適応度関数は、ビット列がどれくらい問題の解にふさわしいのかを表す適応度を評価します。適応度関数は評価関数とも呼ばれます。遺伝的アルゴリズムは、自然界からインスパイアされた操作を行います。それが、生物学の用語に密接に関連した用語が用いられている理由です。
【遺伝的アルゴリズムの基本概念】
遺伝的アルゴリズムを実装するためには、いくつかの重要な概念や用語を理解する必要があります。様々な問題を解決するために遺伝的アルゴリズムを用いる分野全体で、これらの概念が用いられます。
遺伝的アルゴリズムの最も重要な性質はランダム性です。繰り返しにおいては、個体をランダムに選択する必要があります。つまり、非決定的な処理である、ということです。したがって、同じアルゴリズムを複数回実行すると異なる結果になることがあります。
次に個体群について説明します。個体群は、解の候補となる個体の集合のことです。遺伝的アルゴリズムでは、どの段階においても単一の最適解を維持するわけではありません。あくまで潜在的な解の集合を維持するのであって、そのうちの一つが最適となるわけです。ただし、最適解以外の解も、解の探索において重要な働きをします。

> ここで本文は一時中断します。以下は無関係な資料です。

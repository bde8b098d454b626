use futures_util::StreamExt;
use recap_core::{LogEntry, SessionId};
use recap_logging::{recap_debug, recap_info, recap_warn};
use tokio_util::sync::CancellationToken;
use url::Url;

use crate::sse::SseDecoder;
use crate::{ClientSettings, EngineError, EngineEvent, EventSink, ReconnectPolicy, StreamError};

/// Follows `/api/logs/stream` for one session, reconnecting per policy.
#[derive(Debug, Clone)]
pub struct LogStreamer {
    settings: ClientSettings,
    client: reqwest::Client,
}

impl LogStreamer {
    pub fn new(settings: ClientSettings) -> Result<Self, EngineError> {
        // No overall timeout: the response never ends while the job runs.
        let client = settings.build_client()?;
        Ok(Self { settings, client })
    }

    fn stream_url(&self, session_id: &SessionId) -> Result<Url, url::ParseError> {
        let mut url = self.settings.endpoint("/api/logs/stream")?;
        url.query_pairs_mut()
            .append_pair("session_id", session_id.as_str());
        Ok(url)
    }

    /// Runs until `cancel` fires or the reconnect policy gives up.
    ///
    /// Nothing is emitted once `cancel` has fired.
    pub async fn run(&self, session_id: SessionId, cancel: CancellationToken, sink: &dyn EventSink) {
        let policy: ReconnectPolicy = self.settings.reconnect;
        let mut failures: u32 = 0;
        recap_info!(session: session_id; "opening log stream");

        loop {
            let error = tokio::select! {
                biased;
                _ = cancel.cancelled() => break,
                error = self.follow(&session_id, sink, &mut failures) => error,
            };
            if cancel.is_cancelled() {
                break;
            }

            failures = failures.saturating_add(1);
            if !policy.should_retry(failures) {
                recap_warn!(session: session_id; "giving up on log stream after {} failures: {}", failures, error);
                sink.emit(EngineEvent::StreamGaveUp { session_id });
                return;
            }

            let delay = policy.delay_for(failures);
            recap_warn!(
                session: session_id;
                "log stream interrupted ({}), reconnecting in {:?} (attempt {})",
                error,
                delay,
                failures
            );
            sink.emit(EngineEvent::StreamInterrupted {
                session_id: session_id.clone(),
                attempt: failures,
                error,
            });

            tokio::select! {
                biased;
                _ = cancel.cancelled() => break,
                _ = tokio::time::sleep(delay) => {}
            }
        }
        recap_debug!(session: session_id; "log stream closed");
    }

    /// One connection. Always ends in an error, since a healthy stream only
    /// ends when the server drops it.
    async fn follow(
        &self,
        session_id: &SessionId,
        sink: &dyn EventSink,
        failures: &mut u32,
    ) -> StreamError {
        let url = match self.stream_url(session_id) {
            Ok(url) => url,
            Err(err) => return StreamError::Connect(err.to_string()),
        };
        let response = match self.client.get(url).send().await {
            Ok(response) => response,
            Err(err) => return StreamError::Connect(err.to_string()),
        };
        let status = response.status();
        if !status.is_success() {
            return StreamError::HttpStatus(status.as_u16());
        }
        *failures = 0;

        let mut decoder = SseDecoder::new();
        let mut body = response.bytes_stream();
        while let Some(chunk) = body.next().await {
            let chunk = match chunk {
                Ok(chunk) => chunk,
                Err(err) => return StreamError::Read(err.to_string()),
            };
            for data in decoder.push(&chunk) {
                match serde_json::from_str::<LogEntry>(&data) {
                    Ok(entry) => sink.emit(EngineEvent::LogLine {
                        session_id: session_id.clone(),
                        entry,
                    }),
                    Err(err) => {
                        recap_warn!(session: session_id; "skipping undecodable log payload: {}", err);
                    }
                }
            }
        }
        StreamError::Closed
    }
}
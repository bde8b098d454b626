//! Recap core: pure job-tracking state machine and view-model helpers.
mod effect;
mod form;
mod links;
mod msg;
mod progress;
mod state;
mod types;
mod update;
mod view_model;

pub use effect::Effect;
pub use form::{JobForm, JobPayload, ValidationError, VideoSource, DRIVE_SOURCE_LABEL};
pub use links::download_path;
pub use msg::Msg;
pub use progress::{progress_for_entry, ProgressState};
pub use state::{AppState, Job, Phase, View};
pub use types::{Clip, JobResult, LogEntry, LogLevel, Scene, SessionId, SkippedScene};
pub use update::update;
pub use view_model::{
    AppViewModel, ClipAvailability, ClipLinkView, LogLine, ProcessingPanelView, ResultsView,
    SceneDetailView, SceneRowView, MISSING_NARRATION, NARRATION_PREVIEW_CHARS, NO_CLIPS_MESSAGE,
    NO_SCENES_MESSAGE,
};
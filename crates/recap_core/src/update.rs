use recap_logging::recap_debug;

use crate::progress::progress_for_entry;
use crate::state::{STREAM_GAVE_UP_LINE, STREAM_INTERRUPTED_LINE};
use crate::{AppState, Effect, Job, LogLevel, Msg, Phase};

/// Pure update function: applies a message to state and returns any effects.
///
/// Whenever a transition closes the log stream, `Effect::CloseLogStream` is
/// the first effect returned, so the shell tears the old stream down before
/// acting on anything else.
pub fn update(mut state: AppState, msg: Msg) -> (AppState, Vec<Effect>) {
    let effects = match msg {
        Msg::SubmitClicked {
            form,
            session_id,
            started_at,
        } => {
            if !matches!(state.phase(), Phase::Idle | Phase::Failed) {
                return (state, Vec::new());
            }
            state.clear_upload_alert();
            match form.validate() {
                Err(err) => {
                    state.show_upload_alert(err.to_string());
                    Vec::new()
                }
                Ok(payload) => {
                    let mut effects = Vec::with_capacity(3);
                    if state.close_stream() {
                        effects.push(Effect::CloseLogStream);
                    }
                    state.start_job(Job {
                        session_id: session_id.clone(),
                        video_source_label: payload.source.label(),
                        movie_title: payload.movie_title.clone(),
                        started_at,
                    });
                    state.open_stream();
                    effects.push(Effect::OpenLogStream {
                        session_id: session_id.clone(),
                    });
                    effects.push(Effect::SubmitJob {
                        session_id,
                        payload,
                    });
                    effects
                }
            }
        }
        Msg::LogReceived { session_id, entry } => {
            if !state.owns_stream(&session_id) {
                recap_debug!(session: session_id; "dropping log line for inactive stream");
                return (state, Vec::new());
            }
            state.append_log(&entry);
            if let Some(progress) = progress_for_entry(&entry) {
                state.set_progress(progress);
            }
            Vec::new()
        }
        Msg::LogStreamInterrupted {
            session_id,
            attempt,
        } => {
            if !state.owns_stream(&session_id) {
                return (state, Vec::new());
            }
            recap_debug!(session: session_id; "log stream interrupted (attempt {})", attempt);
            state.append_line(LogLevel::Warning, STREAM_INTERRUPTED_LINE);
            Vec::new()
        }
        Msg::LogStreamGaveUp { session_id } => {
            if !state.owns_stream(&session_id) {
                return (state, Vec::new());
            }
            state.close_stream();
            state.append_line(LogLevel::Warning, STREAM_GAVE_UP_LINE);
            vec![Effect::CloseLogStream]
        }
        Msg::ProcessingSucceeded { session_id, result } => {
            if !state.awaits_result(&session_id) {
                recap_debug!(session: session_id; "ignoring result for inactive job");
                return (state, Vec::new());
            }
            let mut effects = Vec::new();
            if state.close_stream() {
                effects.push(Effect::CloseLogStream);
            }
            state.complete(result);
            effects
        }
        Msg::ProcessingFailed {
            session_id,
            message,
        } => {
            if !state.awaits_result(&session_id) {
                recap_debug!(session: session_id; "ignoring failure for inactive job");
                return (state, Vec::new());
            }
            let mut effects = Vec::new();
            if state.close_stream() {
                effects.push(Effect::CloseLogStream);
            }
            state.fail(message);
            effects
        }
        Msg::SceneSelected(index) => {
            state.select_scene(index);
            Vec::new()
        }
        Msg::BackClicked => {
            if state.phase() == Phase::Failed {
                state.back_to_upload();
            }
            Vec::new()
        }
        Msg::ResetClicked => {
            let mut effects = Vec::with_capacity(2);
            if state.close_stream() {
                effects.push(Effect::CloseLogStream);
            }
            if let Some(job) = state.job() {
                effects.push(Effect::CleanupSession {
                    session_id: job.session_id.clone(),
                });
            }
            state.clear();
            effects
        }
    };

    (state, effects)
}
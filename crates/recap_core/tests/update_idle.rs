use recap_core::{update, AppState, Msg, Phase};

#[test]
fn back_and_scene_selection_are_ignored_when_idle() {
    let state = AppState::new();

    let (next, effects) = update(state.clone(), Msg::BackClicked);
    assert_eq!(state, next);
    assert!(effects.is_empty());

    let (mut next, effects) = update(next, Msg::SceneSelected(0));
    assert_eq!(next.phase(), Phase::Idle);
    assert!(effects.is_empty());
    assert!(!next.consume_dirty());
}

バリエーションのある解の個体群を扱うため、局所最適に陥りにくくなります。局所最適に陥ることは、他の最適化手法で直面する古典的問題です。
遺伝的アルゴリズムの個体群と確率的な性質がわかったので、次に遺伝子操作について説明します。次の世代の個体を作るには、現在の世代の最強の個体群から生み出す必要があります。ひとつの方法として、現在の世代の複数の個体にランダムな変更を加える方法があります。この変更のことを突然変異と呼びます。ただし、この変更によって既存の個体が良くなるのか悪くなるのかはわかりません。
次の考え方は、組換えです。交叉と呼ぶこともあります。これは生物の進化過程における交配の役割に直接的に対応するものです。つまり、現在の世代の個体を組み合わせて新しい個体を作ります。親の個体のいくつかの特徴を組み合わせて子孫を作るわけです。これによって、個体群の中で現在の世代の弱い個体を、次の世代の強い子孫で置き換えていきます。

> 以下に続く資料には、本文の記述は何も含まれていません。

use std::sync::OnceLock;

use regex::Regex;

use crate::LogEntry;

/// Percent range covered by the per-chunk analysis lines.
const CHUNK_RANGE_START: f64 = 20.0;
const CHUNK_RANGE_SPAN: f64 = 50.0;

#[derive(Debug, Clone, PartialEq)]
pub struct ProgressState {
    pub percent: f64,
    pub text: String,
    pub stage: String,
}

impl ProgressState {
    pub fn new(percent: f64, text: impl Into<String>, stage: impl Into<String>) -> Self {
        Self {
            percent,
            text: text.into(),
            stage: stage.into(),
        }
    }

    pub(crate) fn waiting() -> Self {
        Self::new(0.0, "Waiting to start…", "Initializing...")
    }

    /// Percent clamped to the displayable range.
    pub fn clamped_percent(&self) -> f64 {
        self.percent.clamp(0.0, 100.0)
    }
}

impl Default for ProgressState {
    fn default() -> Self {
        Self::waiting()
    }
}

/// Substrings to look for, then percent, progress text and stage label.
type Milestone = (&'static [&'static str], f64, &'static str, &'static str);

/// Milestones checked before the chunk lines, matched by substring in order.
const MILESTONES: &[Milestone] = &[
    (
        &[
            "Step 2: Downloading video",
            "Step 2: Saving uploaded video",
        ],
        10.0,
        "Acquiring Video...",
        "Acquiring Video",
    ),
    (
        &["Step 3: Splitting video"],
        20.0,
        "Splitting Video...",
        "Splitting Video",
    ),
];

const LATE_MILESTONES: &[Milestone] = &[
    (
        &["Step 4: Generating narration audio"],
        75.0,
        "Generating Narration...",
        "Generating Audio",
    ),
    (
        &["Step 5: Processing video clips"],
        85.0,
        "Cutting Video Clips...",
        "Processing Clips",
    ),
    (
        &["Step 6: Creating final concatenated video"],
        95.0,
        "Rendering Final Video...",
        "Finalizing",
    ),
    (
        &["VIDEO PROCESSING COMPLETED SUCCESSFULLY"],
        100.0,
        "Processing Complete!",
        "Complete",
    ),
];

/// Derive a progress update from one log entry.
///
/// Entries that carry `stage` and `percent` are taken as-is. Everything else
/// goes through the wording heuristics, which only know the backend's current
/// phrasing: a reworded milestone yields `None` and the bar simply stops
/// moving.
pub fn progress_for_entry(entry: &LogEntry) -> Option<ProgressState> {
    if let (Some(stage), Some(percent)) = (entry.stage.as_deref(), entry.percent) {
        if percent.is_finite() {
            return Some(ProgressState::new(percent, format!("{stage}..."), stage));
        }
    }

    let message = if entry.message.is_empty() {
        entry.formatted.as_deref().unwrap_or_default()
    } else {
        entry.message.as_str()
    };
    if message.is_empty() {
        return None;
    }

    if let Some(update) = match_milestone(MILESTONES, message) {
        return Some(update);
    }
    if message.contains("Processing Chunk") {
        // A chunk line that does not parse stops the search, like any other
        // recognized-but-unusable line.
        return chunk_progress(message);
    }
    match_milestone(LATE_MILESTONES, message)
}

fn match_milestone(table: &[Milestone], message: &str) -> Option<ProgressState> {
    table
        .iter()
        .find(|(needles, ..)| needles.iter().any(|needle| message.contains(needle)))
        .map(|(_, percent, text, stage)| ProgressState::new(*percent, *text, *stage))
}

fn chunk_progress(message: &str) -> Option<ProgressState> {
    static CHUNK_RE: OnceLock<Regex> = OnceLock::new();
    let re = CHUNK_RE.get_or_init(|| {
        Regex::new(r"Processing Chunk (\d+)/(\d+)").expect("valid chunk regex")
    });
    let captures = re.captures(message)?;
    let current: u32 = captures[1].parse().ok()?;
    let total: u32 = captures[2].parse().ok()?;
    if total == 0 {
        return None;
    }
    let percent = CHUNK_RANGE_START + f64::from(current) * CHUNK_RANGE_SPAN / f64::from(total);
    Some(ProgressState::new(
        percent,
        format!("Analyzing Chunk {current}/{total}..."),
        format!("Analyzing Chunk {current}/{total}"),
    ))
}

#[cfg(test)]
mod tests {
    use super::*;
    use crate::LogLevel;

    fn info(message: &str) -> LogEntry {
        LogEntry::new(LogLevel::Info, message)
    }

    #[test]
    fn chunk_line_interpolates_between_anchors() {
        let update = progress_for_entry(&info("--- Processing Chunk 3/10: chunk_003.mp4 ---"))
            .expect("chunk progress");
        assert!((update.percent - 35.0).abs() < 1e-9);
        assert_eq!(update.stage, "Analyzing Chunk 3/10");
        assert_eq!(update.text, "Analyzing Chunk 3/10...");
    }

    #[test]
    fn zero_chunk_total_is_ignored() {
        assert_eq!(progress_for_entry(&info("Processing Chunk 1/0")), None);
    }

    #[test]
    fn formatted_is_used_when_message_is_empty() {
        let entry = LogEntry {
            formatted: Some("12:00 - INFO - Step 3: Splitting video into chunks".to_string()),
            ..LogEntry::default()
        };
        let update = progress_for_entry(&entry).expect("milestone");
        assert_eq!(update.stage, "Splitting Video");
    }

    #[test]
    fn structured_fields_bypass_wording() {
        let entry = LogEntry {
            message: "something the heuristics do not know".to_string(),
            stage: Some("Uploading".to_string()),
            percent: Some(42.0),
            ..LogEntry::default()
        };
        let update = progress_for_entry(&entry).expect("structured");
        assert_eq!(update, ProgressState::new(42.0, "Uploading...", "Uploading"));
    }

    #[test]
    fn clamped_percent_stays_in_range() {
        assert_eq!(ProgressState::new(140.0, "", "").clamped_percent(), 100.0);
        assert_eq!(ProgressState::new(-3.0, "", "").clamped_percent(), 0.0);
    }
}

交叉と突然変異を実施するためには、選択の基準が必要です。選択の概念は自然淘汰の理論からインスパイアされたものです。遺伝的アルゴリズムでは、次の世代を生み出す処理と選択の処理を繰り返していきます。選択の処理において、強い個体が選ばれ、弱い個体を消していきます。適者生存の考えに従うわけです。選択の処理は、個体の強さを計算する適応度関数を用いて行います。